WORK REQUEST – Locate, in the data below, the line that contains "for rpc transport." and the line that contains "Force piped (non-pty)"; reproduce exactly those two lines and every line between them, nothing more.

EXTRACTED ENTRIES –
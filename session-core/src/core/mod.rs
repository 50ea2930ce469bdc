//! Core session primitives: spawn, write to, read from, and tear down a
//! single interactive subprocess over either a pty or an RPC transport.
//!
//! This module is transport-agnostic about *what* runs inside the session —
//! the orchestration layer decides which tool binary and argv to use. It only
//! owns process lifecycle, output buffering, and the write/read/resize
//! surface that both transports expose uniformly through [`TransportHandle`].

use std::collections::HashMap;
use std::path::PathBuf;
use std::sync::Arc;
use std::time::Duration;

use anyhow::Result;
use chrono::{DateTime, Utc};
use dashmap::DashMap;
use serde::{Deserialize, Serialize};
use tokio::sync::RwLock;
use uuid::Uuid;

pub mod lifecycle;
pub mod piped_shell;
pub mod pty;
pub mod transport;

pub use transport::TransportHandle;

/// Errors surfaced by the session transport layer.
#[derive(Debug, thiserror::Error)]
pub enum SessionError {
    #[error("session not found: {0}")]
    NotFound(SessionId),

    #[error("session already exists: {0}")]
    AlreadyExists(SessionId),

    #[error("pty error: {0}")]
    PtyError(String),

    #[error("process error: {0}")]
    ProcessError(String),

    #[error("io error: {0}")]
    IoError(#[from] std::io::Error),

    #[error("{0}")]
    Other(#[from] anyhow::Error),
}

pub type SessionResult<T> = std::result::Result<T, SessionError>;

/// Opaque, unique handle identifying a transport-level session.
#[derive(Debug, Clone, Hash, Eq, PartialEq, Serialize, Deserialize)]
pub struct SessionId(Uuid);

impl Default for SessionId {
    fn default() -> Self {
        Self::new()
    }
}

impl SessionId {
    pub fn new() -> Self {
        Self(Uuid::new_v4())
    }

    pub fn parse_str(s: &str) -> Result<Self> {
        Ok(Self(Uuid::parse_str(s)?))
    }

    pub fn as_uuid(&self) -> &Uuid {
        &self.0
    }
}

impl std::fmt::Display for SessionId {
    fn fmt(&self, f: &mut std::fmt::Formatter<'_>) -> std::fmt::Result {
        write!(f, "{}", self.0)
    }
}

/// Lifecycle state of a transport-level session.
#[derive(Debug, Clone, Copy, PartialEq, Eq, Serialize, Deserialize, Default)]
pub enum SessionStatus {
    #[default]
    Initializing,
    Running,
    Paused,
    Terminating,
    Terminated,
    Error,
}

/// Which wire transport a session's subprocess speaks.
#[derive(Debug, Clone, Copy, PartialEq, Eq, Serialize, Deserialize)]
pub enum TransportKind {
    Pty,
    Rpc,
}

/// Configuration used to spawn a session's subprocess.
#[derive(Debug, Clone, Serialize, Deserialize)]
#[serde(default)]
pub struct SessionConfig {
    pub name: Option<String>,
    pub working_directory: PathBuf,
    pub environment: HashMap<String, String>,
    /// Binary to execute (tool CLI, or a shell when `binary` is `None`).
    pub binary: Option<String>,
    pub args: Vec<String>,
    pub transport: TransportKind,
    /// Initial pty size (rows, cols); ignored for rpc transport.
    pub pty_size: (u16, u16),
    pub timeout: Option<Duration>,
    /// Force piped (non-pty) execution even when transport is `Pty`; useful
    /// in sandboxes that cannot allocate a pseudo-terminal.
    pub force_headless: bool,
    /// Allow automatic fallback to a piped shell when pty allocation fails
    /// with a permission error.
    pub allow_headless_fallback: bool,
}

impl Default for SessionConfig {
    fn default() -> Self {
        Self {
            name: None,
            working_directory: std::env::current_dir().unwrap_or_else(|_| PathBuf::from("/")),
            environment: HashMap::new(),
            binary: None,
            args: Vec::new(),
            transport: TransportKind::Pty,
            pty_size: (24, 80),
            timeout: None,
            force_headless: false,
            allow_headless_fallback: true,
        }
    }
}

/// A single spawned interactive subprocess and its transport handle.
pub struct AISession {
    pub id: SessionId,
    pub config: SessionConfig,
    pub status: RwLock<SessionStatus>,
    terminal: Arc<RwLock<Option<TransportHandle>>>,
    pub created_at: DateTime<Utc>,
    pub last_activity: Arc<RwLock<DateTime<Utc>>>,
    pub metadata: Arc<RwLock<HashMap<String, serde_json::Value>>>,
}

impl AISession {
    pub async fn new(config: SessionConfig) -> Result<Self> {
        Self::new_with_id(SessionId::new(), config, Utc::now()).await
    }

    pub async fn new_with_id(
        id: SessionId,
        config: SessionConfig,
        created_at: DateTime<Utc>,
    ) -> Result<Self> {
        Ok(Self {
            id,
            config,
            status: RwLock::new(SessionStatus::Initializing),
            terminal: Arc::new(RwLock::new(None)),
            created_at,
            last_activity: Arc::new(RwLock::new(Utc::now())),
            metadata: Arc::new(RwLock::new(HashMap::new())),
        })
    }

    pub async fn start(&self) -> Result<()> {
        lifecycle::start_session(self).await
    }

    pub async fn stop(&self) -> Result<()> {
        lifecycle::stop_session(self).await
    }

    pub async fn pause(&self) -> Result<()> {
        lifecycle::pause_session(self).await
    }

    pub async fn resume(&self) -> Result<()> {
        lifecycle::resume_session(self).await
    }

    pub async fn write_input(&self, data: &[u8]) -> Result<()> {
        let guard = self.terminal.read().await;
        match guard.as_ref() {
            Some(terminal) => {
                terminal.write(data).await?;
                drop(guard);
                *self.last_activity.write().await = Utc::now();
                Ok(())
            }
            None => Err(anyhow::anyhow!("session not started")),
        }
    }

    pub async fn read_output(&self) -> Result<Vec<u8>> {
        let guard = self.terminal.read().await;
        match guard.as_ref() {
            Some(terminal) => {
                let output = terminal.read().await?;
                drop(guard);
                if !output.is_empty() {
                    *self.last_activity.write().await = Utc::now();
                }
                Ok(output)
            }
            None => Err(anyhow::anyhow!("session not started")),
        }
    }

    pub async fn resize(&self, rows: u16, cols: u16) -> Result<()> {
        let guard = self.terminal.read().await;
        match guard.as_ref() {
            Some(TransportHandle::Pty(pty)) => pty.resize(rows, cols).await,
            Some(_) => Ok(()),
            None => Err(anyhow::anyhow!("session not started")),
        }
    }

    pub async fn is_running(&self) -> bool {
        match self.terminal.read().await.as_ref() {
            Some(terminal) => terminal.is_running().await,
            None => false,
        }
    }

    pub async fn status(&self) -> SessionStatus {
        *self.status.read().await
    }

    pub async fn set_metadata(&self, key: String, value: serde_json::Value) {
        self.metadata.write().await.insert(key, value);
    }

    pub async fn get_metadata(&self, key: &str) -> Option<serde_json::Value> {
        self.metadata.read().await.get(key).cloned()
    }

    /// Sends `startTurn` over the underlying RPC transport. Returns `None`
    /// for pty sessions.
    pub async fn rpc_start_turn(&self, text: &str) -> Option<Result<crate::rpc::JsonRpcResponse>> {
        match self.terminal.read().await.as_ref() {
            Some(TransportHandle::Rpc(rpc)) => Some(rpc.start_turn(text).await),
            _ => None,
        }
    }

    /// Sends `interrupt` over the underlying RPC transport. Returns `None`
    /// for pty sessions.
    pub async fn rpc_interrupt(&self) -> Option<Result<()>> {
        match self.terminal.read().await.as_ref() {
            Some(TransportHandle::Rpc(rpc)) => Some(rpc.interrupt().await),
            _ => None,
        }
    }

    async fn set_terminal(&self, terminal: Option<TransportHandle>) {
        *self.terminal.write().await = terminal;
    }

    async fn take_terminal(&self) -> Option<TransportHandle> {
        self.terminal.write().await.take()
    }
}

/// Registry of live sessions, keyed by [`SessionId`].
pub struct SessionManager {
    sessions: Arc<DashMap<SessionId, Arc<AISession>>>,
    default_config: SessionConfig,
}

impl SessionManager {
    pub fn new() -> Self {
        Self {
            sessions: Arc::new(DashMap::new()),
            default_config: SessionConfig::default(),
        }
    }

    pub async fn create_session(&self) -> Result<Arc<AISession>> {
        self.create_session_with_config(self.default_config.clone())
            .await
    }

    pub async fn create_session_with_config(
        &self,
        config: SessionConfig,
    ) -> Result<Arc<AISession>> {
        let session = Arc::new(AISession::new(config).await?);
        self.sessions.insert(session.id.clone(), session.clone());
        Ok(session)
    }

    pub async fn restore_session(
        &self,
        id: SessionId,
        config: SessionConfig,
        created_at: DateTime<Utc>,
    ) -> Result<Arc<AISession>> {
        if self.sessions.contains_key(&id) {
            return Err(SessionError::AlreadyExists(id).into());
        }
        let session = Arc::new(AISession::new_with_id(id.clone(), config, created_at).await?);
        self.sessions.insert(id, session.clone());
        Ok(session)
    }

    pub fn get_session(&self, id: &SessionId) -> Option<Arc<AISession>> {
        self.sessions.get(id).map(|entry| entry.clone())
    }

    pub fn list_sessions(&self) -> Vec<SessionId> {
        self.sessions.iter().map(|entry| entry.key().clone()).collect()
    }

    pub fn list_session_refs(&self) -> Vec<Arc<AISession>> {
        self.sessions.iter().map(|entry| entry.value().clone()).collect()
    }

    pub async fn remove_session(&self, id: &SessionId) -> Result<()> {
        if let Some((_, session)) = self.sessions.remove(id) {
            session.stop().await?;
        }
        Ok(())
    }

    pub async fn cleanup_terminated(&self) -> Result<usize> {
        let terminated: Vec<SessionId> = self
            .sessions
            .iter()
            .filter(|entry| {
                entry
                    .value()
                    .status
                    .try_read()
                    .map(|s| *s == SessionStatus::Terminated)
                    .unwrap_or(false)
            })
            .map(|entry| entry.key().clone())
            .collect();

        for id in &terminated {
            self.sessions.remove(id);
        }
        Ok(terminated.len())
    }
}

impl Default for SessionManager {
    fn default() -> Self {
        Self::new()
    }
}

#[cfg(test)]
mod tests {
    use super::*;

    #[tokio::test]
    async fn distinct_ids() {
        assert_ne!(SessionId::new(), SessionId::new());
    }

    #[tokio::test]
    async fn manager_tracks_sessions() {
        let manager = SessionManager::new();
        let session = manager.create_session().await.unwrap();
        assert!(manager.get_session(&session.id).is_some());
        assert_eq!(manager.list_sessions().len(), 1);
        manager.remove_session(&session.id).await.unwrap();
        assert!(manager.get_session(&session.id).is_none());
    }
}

RESPONSE –
    /// Initial pty size (rows, cols); ignored for rpc transport.
    pub pty_size: (u16, u16),
    pub timeout: Option<Duration>,
    /// Force piped (non-pty) execution even when transport is `Pty`; useful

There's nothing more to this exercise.